[Task directions]:
Take each line of the data that contains the string "OrderLine" and copy it.

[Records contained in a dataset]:
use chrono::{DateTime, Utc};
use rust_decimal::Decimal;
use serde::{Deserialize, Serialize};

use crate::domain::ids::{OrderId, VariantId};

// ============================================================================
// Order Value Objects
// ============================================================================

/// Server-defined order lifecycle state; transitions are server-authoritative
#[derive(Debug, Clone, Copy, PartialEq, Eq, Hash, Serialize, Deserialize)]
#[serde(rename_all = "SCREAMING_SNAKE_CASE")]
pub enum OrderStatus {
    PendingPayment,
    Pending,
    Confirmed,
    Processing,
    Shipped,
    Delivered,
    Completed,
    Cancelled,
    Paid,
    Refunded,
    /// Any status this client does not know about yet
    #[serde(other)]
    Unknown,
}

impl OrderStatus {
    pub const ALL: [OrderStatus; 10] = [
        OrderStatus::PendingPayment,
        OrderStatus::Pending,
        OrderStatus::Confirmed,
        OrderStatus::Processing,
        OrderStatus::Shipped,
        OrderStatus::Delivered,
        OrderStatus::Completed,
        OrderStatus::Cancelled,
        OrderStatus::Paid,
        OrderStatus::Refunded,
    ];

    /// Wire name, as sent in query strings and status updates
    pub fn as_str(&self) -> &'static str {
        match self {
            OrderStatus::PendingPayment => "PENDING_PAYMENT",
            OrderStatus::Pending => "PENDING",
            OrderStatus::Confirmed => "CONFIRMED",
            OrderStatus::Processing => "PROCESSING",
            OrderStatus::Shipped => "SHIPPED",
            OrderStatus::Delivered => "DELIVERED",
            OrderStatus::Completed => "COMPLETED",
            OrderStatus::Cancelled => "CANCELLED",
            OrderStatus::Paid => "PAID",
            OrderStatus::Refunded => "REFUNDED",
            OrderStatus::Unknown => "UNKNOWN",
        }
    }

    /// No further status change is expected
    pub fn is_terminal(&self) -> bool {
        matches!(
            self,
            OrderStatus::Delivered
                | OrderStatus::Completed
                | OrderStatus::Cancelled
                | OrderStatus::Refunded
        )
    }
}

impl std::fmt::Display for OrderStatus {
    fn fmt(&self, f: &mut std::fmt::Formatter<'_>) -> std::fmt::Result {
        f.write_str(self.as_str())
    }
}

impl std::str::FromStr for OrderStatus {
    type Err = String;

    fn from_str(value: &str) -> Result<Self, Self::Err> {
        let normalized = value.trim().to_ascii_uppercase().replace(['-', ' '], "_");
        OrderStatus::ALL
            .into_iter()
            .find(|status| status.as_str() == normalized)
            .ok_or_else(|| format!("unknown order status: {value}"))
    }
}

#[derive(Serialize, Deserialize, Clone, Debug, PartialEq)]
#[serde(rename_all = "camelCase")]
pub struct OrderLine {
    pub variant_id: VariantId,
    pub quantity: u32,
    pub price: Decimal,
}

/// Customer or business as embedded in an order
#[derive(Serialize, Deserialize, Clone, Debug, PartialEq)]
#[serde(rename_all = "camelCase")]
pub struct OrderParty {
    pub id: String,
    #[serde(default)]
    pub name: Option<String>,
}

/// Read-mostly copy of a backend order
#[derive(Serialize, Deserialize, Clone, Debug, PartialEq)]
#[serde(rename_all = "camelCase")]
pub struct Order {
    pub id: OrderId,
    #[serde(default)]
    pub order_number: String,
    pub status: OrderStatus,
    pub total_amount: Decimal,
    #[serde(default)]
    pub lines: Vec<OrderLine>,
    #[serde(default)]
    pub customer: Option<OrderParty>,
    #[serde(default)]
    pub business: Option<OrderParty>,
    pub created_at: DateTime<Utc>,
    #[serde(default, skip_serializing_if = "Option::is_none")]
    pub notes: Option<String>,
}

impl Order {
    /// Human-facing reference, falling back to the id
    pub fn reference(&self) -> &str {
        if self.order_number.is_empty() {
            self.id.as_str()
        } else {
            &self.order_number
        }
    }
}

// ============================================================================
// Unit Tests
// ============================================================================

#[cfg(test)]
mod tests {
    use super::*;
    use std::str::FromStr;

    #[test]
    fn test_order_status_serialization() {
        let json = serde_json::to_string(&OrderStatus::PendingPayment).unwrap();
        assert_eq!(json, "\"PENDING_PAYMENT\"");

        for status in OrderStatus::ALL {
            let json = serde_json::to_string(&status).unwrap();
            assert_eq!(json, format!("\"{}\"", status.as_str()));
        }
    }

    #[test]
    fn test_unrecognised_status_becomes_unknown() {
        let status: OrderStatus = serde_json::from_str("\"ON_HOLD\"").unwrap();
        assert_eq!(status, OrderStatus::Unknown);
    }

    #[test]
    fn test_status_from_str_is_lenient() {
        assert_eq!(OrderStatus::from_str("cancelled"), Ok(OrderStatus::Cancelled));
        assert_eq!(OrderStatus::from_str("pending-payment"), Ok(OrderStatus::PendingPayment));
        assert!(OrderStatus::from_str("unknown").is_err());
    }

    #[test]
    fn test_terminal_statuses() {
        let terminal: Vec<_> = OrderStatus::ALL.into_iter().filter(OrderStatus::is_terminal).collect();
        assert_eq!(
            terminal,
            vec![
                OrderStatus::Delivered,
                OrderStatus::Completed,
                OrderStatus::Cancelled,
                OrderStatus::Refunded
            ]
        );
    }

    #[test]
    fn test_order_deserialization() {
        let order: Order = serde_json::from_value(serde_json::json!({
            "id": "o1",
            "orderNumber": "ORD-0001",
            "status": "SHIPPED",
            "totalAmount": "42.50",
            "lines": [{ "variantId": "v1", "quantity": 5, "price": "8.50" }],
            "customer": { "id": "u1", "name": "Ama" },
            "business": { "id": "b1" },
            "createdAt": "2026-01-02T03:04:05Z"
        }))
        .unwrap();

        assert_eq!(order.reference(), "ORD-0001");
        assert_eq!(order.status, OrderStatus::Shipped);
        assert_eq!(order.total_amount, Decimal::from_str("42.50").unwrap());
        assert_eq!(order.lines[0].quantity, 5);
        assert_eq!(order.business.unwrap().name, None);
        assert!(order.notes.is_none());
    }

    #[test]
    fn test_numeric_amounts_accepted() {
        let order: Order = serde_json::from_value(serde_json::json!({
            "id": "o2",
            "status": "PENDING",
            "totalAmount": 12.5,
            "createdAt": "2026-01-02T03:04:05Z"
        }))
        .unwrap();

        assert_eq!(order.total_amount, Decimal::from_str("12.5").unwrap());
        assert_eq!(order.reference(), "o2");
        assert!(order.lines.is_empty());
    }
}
* * *
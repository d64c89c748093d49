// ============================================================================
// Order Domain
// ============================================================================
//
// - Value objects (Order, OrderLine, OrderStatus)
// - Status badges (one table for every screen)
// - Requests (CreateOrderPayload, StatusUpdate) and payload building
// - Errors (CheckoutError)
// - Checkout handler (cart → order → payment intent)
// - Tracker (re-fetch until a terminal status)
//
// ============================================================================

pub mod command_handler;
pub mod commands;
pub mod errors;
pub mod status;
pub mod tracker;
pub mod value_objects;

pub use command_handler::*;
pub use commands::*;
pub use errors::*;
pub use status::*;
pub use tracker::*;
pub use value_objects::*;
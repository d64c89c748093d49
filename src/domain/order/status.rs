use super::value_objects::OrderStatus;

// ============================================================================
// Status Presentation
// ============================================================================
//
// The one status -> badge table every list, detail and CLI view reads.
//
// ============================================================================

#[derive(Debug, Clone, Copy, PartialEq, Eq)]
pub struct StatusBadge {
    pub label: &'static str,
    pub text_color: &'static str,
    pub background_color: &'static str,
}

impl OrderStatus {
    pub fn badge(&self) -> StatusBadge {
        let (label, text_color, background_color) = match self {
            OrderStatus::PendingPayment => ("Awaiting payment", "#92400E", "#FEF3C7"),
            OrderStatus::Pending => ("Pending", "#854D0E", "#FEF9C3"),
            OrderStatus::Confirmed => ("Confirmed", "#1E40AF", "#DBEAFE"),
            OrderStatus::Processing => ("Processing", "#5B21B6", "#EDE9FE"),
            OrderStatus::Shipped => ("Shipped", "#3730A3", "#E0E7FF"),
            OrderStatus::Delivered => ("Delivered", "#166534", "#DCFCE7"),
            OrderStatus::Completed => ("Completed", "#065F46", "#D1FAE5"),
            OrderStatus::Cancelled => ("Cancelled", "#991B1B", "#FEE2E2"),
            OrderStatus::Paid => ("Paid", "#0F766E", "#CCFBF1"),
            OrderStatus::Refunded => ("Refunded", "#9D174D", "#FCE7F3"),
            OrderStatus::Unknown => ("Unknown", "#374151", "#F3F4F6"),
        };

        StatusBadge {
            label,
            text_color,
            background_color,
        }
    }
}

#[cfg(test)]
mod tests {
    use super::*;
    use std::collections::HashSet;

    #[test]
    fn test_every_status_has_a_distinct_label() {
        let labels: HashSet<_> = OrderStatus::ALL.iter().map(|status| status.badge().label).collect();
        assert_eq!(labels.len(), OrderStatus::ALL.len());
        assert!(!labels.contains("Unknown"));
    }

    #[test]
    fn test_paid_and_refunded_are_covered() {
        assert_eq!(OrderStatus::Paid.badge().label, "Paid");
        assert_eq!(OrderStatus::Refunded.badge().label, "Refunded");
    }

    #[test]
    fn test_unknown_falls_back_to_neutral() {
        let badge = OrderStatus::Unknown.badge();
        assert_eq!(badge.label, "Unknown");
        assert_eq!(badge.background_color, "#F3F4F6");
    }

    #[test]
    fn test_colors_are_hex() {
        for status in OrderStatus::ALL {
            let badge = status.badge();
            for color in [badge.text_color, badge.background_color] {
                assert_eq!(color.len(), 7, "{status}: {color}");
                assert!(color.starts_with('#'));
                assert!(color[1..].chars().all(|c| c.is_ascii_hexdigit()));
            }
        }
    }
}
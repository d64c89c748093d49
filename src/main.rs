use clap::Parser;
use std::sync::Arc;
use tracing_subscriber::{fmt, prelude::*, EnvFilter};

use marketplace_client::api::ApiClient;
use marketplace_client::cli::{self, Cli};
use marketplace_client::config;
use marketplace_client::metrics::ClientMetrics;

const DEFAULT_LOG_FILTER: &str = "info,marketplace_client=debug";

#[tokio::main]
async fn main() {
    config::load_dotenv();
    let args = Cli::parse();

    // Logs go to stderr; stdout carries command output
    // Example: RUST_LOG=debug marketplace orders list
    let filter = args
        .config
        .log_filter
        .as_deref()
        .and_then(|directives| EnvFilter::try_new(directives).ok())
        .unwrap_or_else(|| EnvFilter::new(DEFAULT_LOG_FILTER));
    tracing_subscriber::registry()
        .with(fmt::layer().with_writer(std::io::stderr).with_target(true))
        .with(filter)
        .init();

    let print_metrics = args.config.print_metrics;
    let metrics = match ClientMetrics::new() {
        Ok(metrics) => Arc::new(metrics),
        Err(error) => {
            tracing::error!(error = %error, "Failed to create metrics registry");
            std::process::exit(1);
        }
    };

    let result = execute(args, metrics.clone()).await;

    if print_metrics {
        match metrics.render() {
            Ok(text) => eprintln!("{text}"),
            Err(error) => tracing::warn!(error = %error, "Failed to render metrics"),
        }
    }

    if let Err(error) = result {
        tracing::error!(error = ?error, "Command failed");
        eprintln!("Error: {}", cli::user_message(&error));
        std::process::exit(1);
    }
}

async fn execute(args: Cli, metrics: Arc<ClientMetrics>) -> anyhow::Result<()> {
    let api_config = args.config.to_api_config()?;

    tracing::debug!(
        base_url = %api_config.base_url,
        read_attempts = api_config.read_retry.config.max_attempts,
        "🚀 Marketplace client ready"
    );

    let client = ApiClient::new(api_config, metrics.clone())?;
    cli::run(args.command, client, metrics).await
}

[Task result]:
pub struct OrderLine {
    pub lines: Vec<OrderLine>,
// - Value objects (Order, OrderLine, OrderStatus)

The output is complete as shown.